Throughout the entries below, report every line where "help" is found.

------------------------------------

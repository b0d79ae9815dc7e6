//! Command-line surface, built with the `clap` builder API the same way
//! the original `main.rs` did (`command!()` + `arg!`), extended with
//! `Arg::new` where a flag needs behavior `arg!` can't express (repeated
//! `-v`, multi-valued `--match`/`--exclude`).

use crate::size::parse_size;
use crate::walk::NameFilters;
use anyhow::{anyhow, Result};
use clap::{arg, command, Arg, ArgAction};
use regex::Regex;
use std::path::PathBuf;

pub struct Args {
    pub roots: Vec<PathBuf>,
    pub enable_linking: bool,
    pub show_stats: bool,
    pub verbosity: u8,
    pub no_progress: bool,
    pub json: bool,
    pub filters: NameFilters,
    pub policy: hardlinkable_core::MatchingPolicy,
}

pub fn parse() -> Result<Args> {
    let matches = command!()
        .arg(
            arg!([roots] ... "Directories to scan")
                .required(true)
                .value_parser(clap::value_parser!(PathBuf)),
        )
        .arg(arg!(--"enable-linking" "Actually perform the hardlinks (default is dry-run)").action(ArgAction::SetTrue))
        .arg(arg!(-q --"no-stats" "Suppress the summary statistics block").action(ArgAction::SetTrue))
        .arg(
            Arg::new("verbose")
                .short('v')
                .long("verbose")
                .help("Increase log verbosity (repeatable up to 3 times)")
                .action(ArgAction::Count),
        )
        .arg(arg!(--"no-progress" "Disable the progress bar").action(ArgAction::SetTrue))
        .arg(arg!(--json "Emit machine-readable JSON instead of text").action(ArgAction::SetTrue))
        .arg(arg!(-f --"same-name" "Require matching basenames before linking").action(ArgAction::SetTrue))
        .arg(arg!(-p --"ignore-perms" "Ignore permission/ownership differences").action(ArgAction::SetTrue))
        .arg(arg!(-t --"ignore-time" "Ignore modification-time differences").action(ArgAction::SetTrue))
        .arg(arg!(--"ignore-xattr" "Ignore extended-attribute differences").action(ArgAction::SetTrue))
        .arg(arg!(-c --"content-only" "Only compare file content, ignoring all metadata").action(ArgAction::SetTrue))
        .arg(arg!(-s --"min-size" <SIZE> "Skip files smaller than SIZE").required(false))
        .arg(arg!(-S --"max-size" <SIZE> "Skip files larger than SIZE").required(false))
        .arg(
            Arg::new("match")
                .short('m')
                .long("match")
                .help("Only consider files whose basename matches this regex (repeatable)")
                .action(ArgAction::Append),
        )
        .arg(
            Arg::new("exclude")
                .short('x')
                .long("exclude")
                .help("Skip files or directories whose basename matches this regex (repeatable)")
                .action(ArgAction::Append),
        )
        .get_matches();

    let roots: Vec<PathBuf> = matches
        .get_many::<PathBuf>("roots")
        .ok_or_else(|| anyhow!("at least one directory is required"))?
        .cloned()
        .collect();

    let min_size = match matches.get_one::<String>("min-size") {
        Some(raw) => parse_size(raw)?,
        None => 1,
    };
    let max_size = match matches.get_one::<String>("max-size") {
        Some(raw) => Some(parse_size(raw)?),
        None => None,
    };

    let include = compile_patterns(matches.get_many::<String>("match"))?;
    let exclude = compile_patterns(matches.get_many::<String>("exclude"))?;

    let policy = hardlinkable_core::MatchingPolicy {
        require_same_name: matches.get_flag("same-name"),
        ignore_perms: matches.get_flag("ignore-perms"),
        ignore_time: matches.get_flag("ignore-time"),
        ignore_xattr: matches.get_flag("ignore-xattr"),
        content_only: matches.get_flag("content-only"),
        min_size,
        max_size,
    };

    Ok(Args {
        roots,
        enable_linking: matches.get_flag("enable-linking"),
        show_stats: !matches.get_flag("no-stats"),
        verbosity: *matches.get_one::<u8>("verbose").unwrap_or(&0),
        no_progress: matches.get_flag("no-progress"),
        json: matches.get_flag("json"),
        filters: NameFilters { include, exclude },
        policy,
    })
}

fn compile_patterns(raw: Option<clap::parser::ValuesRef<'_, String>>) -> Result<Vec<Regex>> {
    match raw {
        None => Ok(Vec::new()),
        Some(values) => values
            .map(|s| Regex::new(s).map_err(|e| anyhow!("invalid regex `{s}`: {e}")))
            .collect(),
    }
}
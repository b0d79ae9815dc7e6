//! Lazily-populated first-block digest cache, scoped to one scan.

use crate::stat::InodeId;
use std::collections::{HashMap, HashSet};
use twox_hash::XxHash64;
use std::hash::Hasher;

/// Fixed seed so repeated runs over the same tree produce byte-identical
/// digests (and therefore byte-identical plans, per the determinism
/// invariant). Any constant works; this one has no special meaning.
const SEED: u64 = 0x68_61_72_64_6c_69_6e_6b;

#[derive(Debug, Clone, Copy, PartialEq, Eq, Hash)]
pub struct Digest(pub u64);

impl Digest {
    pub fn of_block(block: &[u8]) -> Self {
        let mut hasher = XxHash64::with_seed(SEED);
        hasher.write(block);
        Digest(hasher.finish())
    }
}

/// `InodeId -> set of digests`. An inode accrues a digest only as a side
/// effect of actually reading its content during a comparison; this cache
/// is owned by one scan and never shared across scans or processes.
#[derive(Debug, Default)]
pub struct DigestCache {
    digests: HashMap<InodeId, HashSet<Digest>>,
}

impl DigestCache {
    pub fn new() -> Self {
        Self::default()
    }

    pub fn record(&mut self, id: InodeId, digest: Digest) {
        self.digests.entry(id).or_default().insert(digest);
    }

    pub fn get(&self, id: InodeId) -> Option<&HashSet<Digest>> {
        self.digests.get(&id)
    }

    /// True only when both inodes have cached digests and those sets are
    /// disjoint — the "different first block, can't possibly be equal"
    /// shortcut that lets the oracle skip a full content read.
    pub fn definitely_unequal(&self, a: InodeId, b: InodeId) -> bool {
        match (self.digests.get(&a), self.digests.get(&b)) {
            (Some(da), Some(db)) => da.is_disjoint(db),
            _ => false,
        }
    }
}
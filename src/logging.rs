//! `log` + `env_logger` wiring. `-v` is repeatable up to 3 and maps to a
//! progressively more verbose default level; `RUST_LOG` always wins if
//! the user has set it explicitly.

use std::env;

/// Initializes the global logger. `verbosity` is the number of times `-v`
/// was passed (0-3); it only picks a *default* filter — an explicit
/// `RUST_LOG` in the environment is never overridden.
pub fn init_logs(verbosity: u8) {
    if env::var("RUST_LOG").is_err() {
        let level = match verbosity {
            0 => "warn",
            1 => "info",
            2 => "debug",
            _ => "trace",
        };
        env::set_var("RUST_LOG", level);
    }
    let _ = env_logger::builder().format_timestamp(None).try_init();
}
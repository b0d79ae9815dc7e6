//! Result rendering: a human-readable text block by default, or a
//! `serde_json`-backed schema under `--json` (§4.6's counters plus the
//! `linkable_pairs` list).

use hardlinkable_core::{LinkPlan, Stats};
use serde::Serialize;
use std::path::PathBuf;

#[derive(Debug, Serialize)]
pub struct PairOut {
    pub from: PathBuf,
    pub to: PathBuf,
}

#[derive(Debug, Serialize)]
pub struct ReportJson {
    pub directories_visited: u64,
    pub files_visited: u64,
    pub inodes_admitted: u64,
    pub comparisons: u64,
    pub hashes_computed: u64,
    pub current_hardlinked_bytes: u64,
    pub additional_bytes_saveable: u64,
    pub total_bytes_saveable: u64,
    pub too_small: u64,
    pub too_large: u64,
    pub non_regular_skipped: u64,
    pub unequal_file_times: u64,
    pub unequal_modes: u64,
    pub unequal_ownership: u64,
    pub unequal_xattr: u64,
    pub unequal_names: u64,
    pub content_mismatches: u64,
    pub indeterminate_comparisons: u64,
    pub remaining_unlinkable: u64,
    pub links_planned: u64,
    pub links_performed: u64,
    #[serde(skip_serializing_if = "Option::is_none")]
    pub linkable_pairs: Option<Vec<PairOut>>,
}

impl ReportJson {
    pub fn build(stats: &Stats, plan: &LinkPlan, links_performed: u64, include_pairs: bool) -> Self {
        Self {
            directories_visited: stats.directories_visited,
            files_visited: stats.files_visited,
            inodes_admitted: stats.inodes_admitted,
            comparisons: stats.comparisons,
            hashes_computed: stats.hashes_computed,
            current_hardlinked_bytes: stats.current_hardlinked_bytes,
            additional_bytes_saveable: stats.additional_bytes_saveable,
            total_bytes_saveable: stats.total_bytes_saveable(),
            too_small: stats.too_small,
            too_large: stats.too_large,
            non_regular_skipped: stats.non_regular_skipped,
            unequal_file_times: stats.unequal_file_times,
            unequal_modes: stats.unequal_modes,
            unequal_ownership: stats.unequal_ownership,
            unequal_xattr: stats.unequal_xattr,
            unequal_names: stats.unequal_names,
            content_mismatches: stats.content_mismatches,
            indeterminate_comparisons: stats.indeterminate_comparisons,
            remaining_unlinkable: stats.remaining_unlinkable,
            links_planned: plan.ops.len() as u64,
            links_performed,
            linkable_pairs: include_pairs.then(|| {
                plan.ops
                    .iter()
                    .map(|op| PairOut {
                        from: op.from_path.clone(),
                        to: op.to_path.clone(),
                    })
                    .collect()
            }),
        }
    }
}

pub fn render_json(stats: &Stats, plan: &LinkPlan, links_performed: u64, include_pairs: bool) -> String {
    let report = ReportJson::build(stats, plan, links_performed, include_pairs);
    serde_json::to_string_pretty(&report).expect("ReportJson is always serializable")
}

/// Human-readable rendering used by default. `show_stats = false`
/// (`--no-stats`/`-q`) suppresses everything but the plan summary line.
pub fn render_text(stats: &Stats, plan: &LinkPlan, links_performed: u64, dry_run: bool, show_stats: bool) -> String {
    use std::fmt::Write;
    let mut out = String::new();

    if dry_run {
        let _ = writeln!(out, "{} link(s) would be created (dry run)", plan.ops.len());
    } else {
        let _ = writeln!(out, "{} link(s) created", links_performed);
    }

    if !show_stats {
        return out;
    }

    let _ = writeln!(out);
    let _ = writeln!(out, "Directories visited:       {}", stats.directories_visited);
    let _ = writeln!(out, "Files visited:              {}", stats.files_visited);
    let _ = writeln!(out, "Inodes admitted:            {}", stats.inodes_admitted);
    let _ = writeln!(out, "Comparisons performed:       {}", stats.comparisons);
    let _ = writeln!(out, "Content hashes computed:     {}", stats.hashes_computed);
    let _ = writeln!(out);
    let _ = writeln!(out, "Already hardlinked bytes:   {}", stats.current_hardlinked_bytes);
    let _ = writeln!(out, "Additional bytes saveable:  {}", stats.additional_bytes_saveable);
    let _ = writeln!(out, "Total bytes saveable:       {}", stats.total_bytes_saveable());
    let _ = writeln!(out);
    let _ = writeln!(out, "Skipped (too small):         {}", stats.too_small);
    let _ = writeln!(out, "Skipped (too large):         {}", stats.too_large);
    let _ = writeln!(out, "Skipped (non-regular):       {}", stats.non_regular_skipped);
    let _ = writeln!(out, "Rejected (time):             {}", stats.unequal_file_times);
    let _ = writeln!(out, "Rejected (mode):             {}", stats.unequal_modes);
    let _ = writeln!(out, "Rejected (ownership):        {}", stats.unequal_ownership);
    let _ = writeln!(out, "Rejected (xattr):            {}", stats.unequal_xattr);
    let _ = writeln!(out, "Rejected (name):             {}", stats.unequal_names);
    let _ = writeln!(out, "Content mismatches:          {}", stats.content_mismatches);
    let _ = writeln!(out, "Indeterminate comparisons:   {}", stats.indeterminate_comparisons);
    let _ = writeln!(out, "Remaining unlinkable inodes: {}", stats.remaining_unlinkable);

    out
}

------------------------------------

**Answer to the problem**.
                .help("Increase log verbosity (repeatable up to 3 times)")
                .help("Only consider files whose basename matches this regex (repeatable)")
                .help("Skip files or directories whose basename matches this regex (repeatable)")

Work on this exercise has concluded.